What is expected ▸
Search the listing below for "DependencyStatus". Copy each matching line.

====================

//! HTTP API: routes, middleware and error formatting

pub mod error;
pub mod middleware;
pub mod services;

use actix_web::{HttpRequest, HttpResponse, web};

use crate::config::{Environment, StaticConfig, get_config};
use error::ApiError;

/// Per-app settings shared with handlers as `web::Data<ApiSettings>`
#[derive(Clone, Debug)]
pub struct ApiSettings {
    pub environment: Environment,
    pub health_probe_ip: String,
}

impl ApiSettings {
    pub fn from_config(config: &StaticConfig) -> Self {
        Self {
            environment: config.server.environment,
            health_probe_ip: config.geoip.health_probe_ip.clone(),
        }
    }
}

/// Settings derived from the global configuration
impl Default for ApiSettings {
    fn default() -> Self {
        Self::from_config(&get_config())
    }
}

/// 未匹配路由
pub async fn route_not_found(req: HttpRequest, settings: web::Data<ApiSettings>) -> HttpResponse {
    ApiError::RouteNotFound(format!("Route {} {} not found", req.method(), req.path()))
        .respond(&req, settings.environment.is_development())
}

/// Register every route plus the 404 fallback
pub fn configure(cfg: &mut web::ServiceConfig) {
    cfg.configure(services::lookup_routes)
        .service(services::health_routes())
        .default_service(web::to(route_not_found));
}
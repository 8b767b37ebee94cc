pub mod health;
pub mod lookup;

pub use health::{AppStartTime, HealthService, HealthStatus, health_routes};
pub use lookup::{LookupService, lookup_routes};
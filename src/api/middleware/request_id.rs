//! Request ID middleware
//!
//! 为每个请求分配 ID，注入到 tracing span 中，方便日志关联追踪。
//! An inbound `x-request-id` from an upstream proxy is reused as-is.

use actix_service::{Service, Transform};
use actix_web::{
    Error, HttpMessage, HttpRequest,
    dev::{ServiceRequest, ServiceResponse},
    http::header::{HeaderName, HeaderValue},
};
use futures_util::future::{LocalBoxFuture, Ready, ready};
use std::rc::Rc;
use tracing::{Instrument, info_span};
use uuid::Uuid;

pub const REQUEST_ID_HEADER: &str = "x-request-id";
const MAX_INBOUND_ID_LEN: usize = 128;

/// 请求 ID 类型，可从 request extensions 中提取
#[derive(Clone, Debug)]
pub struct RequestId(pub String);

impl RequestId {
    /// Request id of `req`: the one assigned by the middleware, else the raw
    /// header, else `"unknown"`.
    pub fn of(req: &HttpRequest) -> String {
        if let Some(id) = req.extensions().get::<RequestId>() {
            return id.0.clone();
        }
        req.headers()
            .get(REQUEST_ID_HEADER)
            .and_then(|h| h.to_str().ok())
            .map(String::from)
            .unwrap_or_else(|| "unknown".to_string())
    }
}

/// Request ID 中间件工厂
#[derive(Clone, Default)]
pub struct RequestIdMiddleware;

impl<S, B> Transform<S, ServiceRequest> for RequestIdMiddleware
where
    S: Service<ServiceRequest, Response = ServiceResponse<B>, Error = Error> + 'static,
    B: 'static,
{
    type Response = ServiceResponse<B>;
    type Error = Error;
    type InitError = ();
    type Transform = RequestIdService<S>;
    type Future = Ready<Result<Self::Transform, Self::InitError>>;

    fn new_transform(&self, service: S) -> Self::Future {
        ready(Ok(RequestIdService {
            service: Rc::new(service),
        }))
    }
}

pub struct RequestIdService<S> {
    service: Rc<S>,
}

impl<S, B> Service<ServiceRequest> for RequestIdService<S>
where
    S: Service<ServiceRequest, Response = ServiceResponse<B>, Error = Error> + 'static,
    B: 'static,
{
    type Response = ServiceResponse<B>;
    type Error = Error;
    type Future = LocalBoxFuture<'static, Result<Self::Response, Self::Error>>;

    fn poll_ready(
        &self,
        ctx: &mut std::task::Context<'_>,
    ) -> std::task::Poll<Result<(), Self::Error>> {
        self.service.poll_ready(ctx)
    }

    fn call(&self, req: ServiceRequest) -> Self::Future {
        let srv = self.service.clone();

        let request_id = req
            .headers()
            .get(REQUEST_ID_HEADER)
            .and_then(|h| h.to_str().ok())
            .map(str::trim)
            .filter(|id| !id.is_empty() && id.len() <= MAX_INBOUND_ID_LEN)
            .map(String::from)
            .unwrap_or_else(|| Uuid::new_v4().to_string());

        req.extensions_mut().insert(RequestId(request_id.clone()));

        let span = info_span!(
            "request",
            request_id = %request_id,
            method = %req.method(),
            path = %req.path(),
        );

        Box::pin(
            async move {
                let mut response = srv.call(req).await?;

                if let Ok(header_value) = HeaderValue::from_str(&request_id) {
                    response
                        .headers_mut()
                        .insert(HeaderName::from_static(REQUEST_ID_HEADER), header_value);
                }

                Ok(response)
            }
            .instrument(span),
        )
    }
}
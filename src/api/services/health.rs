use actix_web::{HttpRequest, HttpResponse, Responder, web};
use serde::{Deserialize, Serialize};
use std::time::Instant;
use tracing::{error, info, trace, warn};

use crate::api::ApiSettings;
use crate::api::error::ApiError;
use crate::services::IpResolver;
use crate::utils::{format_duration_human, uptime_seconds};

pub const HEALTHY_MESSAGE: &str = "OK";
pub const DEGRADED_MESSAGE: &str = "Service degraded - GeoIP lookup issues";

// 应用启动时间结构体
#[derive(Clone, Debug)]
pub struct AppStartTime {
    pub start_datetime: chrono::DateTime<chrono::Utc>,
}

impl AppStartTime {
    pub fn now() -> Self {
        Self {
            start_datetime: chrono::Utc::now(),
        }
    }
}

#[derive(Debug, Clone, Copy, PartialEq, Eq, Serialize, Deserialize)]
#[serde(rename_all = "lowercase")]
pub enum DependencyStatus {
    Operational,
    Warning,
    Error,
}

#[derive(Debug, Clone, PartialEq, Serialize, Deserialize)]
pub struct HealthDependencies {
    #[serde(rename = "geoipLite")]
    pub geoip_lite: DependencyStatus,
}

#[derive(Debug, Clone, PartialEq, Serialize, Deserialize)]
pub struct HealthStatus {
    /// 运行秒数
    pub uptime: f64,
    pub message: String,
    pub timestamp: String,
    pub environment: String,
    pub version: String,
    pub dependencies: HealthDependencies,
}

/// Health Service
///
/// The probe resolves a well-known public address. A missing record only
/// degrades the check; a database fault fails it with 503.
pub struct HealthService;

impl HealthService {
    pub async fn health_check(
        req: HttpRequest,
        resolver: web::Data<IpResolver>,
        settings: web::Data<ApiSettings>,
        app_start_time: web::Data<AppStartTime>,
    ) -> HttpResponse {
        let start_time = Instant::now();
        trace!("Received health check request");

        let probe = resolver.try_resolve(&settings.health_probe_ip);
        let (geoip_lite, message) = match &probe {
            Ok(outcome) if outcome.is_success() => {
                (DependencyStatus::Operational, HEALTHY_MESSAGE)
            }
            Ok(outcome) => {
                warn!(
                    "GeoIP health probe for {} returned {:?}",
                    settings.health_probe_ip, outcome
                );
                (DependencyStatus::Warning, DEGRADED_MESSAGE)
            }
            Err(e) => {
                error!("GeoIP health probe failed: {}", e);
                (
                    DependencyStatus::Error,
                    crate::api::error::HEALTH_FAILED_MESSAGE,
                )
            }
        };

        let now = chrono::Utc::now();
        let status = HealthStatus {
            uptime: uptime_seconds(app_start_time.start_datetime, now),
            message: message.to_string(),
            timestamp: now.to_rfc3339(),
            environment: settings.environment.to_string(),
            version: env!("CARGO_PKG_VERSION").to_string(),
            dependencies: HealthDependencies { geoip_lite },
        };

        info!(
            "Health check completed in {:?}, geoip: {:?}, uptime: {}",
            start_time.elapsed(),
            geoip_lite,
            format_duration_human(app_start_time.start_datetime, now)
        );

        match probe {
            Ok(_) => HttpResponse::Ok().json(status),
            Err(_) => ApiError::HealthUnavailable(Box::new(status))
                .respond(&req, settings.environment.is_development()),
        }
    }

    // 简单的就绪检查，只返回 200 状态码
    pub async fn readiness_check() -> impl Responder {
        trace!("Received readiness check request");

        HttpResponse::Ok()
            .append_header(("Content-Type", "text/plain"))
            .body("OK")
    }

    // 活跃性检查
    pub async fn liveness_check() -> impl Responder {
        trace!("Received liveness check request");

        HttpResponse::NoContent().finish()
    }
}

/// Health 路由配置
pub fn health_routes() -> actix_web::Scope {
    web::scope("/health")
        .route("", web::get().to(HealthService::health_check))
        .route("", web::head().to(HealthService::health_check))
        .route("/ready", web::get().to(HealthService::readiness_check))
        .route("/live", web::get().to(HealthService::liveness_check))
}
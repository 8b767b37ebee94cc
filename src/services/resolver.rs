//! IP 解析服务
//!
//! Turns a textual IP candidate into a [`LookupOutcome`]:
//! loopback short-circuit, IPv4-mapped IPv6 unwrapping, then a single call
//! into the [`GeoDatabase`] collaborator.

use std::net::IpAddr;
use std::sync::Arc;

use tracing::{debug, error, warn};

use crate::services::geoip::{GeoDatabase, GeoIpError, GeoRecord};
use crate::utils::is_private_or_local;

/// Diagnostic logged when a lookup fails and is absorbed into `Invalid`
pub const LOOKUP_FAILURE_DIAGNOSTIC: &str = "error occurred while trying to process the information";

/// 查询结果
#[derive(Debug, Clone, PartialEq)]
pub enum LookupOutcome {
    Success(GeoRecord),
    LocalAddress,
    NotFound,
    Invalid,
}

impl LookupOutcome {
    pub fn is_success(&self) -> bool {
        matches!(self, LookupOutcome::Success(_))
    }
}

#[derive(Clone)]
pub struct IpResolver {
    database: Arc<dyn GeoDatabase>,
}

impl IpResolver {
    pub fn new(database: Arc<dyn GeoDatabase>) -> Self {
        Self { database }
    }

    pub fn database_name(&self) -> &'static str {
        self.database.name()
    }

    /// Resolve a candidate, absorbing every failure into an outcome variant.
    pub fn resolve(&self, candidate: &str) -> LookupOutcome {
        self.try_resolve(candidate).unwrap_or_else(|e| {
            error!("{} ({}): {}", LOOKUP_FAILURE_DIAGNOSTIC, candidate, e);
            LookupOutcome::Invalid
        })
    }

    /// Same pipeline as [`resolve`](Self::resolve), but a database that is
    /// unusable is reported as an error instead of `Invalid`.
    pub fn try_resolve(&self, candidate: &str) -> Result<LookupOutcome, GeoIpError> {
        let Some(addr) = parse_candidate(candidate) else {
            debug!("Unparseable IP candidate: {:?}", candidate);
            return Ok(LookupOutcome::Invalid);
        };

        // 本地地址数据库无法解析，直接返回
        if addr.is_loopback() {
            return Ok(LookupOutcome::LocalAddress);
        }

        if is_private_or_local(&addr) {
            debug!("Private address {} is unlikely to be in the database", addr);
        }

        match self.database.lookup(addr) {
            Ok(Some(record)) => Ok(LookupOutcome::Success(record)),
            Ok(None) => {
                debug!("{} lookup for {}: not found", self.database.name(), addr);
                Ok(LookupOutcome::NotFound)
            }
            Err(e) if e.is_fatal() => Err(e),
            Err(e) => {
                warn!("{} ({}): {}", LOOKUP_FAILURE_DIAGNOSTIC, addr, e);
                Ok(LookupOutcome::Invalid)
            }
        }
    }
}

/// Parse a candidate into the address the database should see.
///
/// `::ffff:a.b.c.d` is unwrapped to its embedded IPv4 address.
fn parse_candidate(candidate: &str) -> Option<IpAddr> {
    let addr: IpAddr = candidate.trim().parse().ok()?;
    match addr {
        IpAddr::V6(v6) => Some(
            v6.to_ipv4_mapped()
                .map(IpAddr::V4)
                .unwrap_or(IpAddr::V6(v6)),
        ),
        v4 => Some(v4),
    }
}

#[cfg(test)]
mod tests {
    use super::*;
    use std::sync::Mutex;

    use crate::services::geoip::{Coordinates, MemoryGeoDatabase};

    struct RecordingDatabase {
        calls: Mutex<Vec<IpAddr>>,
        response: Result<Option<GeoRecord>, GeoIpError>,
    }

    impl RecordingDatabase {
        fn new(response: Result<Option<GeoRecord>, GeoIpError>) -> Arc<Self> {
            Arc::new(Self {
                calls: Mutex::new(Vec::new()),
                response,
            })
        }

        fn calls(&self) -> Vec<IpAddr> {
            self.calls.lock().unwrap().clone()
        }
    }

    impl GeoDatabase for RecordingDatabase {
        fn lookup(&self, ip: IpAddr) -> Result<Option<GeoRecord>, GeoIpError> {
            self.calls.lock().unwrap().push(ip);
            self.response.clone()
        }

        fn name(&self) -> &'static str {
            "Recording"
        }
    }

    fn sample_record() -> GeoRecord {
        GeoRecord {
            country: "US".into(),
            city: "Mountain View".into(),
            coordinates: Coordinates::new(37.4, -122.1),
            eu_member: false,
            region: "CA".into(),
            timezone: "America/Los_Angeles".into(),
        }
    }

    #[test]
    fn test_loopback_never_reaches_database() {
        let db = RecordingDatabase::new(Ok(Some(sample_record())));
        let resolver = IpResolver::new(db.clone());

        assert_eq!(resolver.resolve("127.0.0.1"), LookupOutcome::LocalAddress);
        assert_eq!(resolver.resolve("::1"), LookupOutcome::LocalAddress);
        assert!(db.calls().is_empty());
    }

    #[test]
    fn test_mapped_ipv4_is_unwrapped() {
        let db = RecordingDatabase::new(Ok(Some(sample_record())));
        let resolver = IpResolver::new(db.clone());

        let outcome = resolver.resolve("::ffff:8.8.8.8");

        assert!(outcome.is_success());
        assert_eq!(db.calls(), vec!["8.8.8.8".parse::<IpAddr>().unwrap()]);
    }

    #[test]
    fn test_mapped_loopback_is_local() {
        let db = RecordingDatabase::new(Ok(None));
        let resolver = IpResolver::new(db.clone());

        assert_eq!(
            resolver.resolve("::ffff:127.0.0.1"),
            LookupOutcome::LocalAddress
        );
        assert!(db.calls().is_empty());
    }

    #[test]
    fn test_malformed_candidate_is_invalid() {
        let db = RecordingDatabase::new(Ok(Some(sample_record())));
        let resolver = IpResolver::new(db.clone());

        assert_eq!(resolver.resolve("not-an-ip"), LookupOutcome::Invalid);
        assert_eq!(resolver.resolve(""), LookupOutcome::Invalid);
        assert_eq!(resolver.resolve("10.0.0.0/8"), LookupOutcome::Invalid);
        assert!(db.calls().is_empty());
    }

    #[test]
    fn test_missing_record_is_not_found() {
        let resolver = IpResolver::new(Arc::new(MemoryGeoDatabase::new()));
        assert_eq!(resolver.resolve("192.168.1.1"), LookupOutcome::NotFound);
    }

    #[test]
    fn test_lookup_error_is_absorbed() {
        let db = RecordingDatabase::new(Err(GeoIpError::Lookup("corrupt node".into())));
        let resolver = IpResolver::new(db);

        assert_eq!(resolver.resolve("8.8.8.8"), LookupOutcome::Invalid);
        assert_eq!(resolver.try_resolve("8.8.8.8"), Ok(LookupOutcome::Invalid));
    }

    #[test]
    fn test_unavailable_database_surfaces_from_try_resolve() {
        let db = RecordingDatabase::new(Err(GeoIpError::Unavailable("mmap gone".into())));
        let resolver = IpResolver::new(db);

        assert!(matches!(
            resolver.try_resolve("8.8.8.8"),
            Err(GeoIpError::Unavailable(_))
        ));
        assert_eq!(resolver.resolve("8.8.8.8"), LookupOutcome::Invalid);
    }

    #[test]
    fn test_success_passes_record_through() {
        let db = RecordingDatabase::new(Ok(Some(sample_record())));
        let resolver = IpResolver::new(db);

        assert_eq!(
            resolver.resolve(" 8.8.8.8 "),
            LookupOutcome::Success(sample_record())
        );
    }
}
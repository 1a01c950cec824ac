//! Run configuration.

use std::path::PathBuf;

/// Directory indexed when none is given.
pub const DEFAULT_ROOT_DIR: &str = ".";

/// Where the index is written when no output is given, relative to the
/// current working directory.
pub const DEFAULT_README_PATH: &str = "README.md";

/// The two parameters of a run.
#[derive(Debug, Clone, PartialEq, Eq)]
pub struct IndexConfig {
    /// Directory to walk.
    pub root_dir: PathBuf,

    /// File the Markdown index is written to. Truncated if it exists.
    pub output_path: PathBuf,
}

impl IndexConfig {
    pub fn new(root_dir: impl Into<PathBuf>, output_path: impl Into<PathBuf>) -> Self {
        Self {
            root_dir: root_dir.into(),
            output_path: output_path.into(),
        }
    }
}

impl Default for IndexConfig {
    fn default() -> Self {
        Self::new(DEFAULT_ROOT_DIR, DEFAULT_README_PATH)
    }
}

====================

Response to this task ▸
pub enum DependencyStatus {
    pub geoip_lite: DependencyStatus,
                (DependencyStatus::Operational, HEALTHY_MESSAGE)
                (DependencyStatus::Warning, DEGRADED_MESSAGE)
                    DependencyStatus::Error,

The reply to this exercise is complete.